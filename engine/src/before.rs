//! Record which part of a bug reaches an interleave point first.

use crate::{Barrier, Part};
use std::{
    sync::atomic::{AtomicU8, Ordering},
    thread,
};
use tracing::trace;

/// An interleave point shared by the two parts of a bug.
///
/// Both parts reach the slot once per round. The slot records which arrived first and reports,
/// identically to both, whether the preferred part won.
#[derive(Debug, Default)]
pub struct BeforeSlot {
    order: AtomicU8,
    barrier: Barrier,
}

impl BeforeSlot {
    /// Create a new [BeforeSlot] that no part has reached.
    pub const fn new() -> Self {
        Self {
            order: AtomicU8::new(0),
            barrier: Barrier::new(),
        }
    }

    /// Resolve the slot for `part`.
    ///
    /// Both parts first meet at the slot's barrier. If `yielder` is this part, it gives up the
    /// processor before racing for the order flag. The first part to set its bit wins and
    /// returns `part == preferred`; the second clears the flag (readying the slot for the next
    /// round) and returns `part != preferred`. Both parts therefore observe the same result:
    /// `true` exactly when `preferred` arrived first.
    pub fn resolve(&self, part: Part, preferred: Part, yielder: Part) -> bool {
        self.barrier.enter();
        if yielder == part {
            thread::yield_now();
        }

        self.decide(part, preferred)
    }

    /// Race for the order flag (the half of [BeforeSlot::resolve] after the rendezvous).
    fn decide(&self, part: Part, preferred: Part) -> bool {
        let prior = self.order.fetch_or(part.bit(), Ordering::AcqRel);
        let before = if prior == 0 {
            part == preferred
        } else {
            self.order.store(0, Ordering::Release);
            part != preferred
        };
        trace!(?part, ?preferred, first = prior == 0, before, "resolved slot");
        before
    }
}
//! Races around condition variables.

use racebench_engine::{Part, Pattern};
use std::sync::{
    atomic::{AtomicBool, Ordering},
    Condvar, Mutex, MutexGuard, PoisonError,
};

fn lock<T>(mutex: &Mutex<T>) -> MutexGuard<'_, T> {
    mutex.lock().unwrap_or_else(PoisonError::into_inner)
}

#[derive(Debug, Default)]
struct Notice {
    ready: bool,
    sent: bool,
}

/// Part one notifies once and part zero waits for it.
///
/// Triggers when part zero arrives after the notification was already sent. A waiter that did
/// not check `sent` first would block forever on that path; part zero reports instead.
#[derive(Debug, Default)]
pub struct NotifyBeforeWait {
    notice: Mutex<Notice>,
    cv: Condvar,
}

impl Pattern for NotifyBeforeWait {
    fn name(&self) -> &'static str {
        "notify-before-wait"
    }

    fn reset_state(&self) {
        *lock(&self.notice) = Notice::default();
    }

    fn run_part(&self, part: Part) -> bool {
        let mut notice = lock(&self.notice);
        match part {
            Part::One => {
                notice.ready = true;
                self.cv.notify_one();
                notice.sent = true;
                false
            }
            Part::Zero => {
                let late = notice.sent;
                if !late {
                    while !notice.ready {
                        notice = self.cv.wait(notice).unwrap_or_else(PoisonError::into_inner);
                    }
                }
                notice.ready = false;
                late
            }
        }
    }
}

/// Part zero waits on a condition variable with `if` where it needed `while`.
///
/// Part one signals once before publishing a resource (a stray wakeup) and once after. Triggers
/// when part zero wakes on the stray signal and finds nothing published.
#[derive(Debug, Default)]
pub struct SpuriousWakeup {
    ready: AtomicBool,
    resource: Mutex<Option<Box<i32>>>,
    cv: Condvar,
}

impl Pattern for SpuriousWakeup {
    fn name(&self) -> &'static str {
        "spurious-wakeup"
    }

    fn reset_state(&self) {
        self.ready.store(false, Ordering::Relaxed);
        *lock(&self.resource) = None;
    }

    fn run_part(&self, part: Part) -> bool {
        match part {
            Part::One => {
                self.ready.store(false, Ordering::Relaxed);
                self.cv.notify_one();
                {
                    let mut resource = lock(&self.resource);
                    *resource = Some(Box::new(0));
                    self.ready.store(true, Ordering::Relaxed);
                }
                self.cv.notify_one();
                false
            }
            Part::Zero => {
                let mut resource = lock(&self.resource);
                if !self.ready.load(Ordering::Relaxed) {
                    resource = self
                        .cv
                        .wait(resource)
                        .unwrap_or_else(PoisonError::into_inner);
                }
                let missing = resource.take().is_none();
                self.ready.store(false, Ordering::Relaxed);
                missing
            }
        }
    }
}

#[cfg(test)]
mod tests {
    use super::*;
    use crate::tests::{round, sequential};
    use racebench_macros::test_traced;

    #[test_traced]
    fn test_notify_before_wait_late_waiter() {
        let pattern = NotifyBeforeWait::default();
        assert_eq!(sequential(&pattern, [Part::One, Part::Zero]), [true, false]);
        assert!(!lock(&pattern.notice).ready);
    }

    #[test_traced]
    fn test_notify_before_wait_rounds() {
        let pattern = NotifyBeforeWait::default();
        for _ in 0..200 {
            let [_, one] = round(&pattern);
            assert!(!one);
        }
    }

    #[test_traced]
    fn test_spurious_wakeup_published_first() {
        let pattern = SpuriousWakeup::default();
        assert_eq!(sequential(&pattern, [Part::One, Part::Zero]), [false, false]);
        assert!(lock(&pattern.resource).is_none());
    }

    #[test_traced]
    fn test_spurious_wakeup_rounds() {
        let pattern = SpuriousWakeup::default();
        for _ in 0..200 {
            let [_, one] = round(&pattern);
            assert!(!one);
        }
    }
}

● **Aim of the task**: Search the data for the string "when". List each line that has it.

● **Result**:
    /// `true` exactly when `preferred` arrived first.
/// Triggers when part zero arrives after the notification was already sent. A waiter that did
/// when part zero wakes on the stray signal and finds nothing published.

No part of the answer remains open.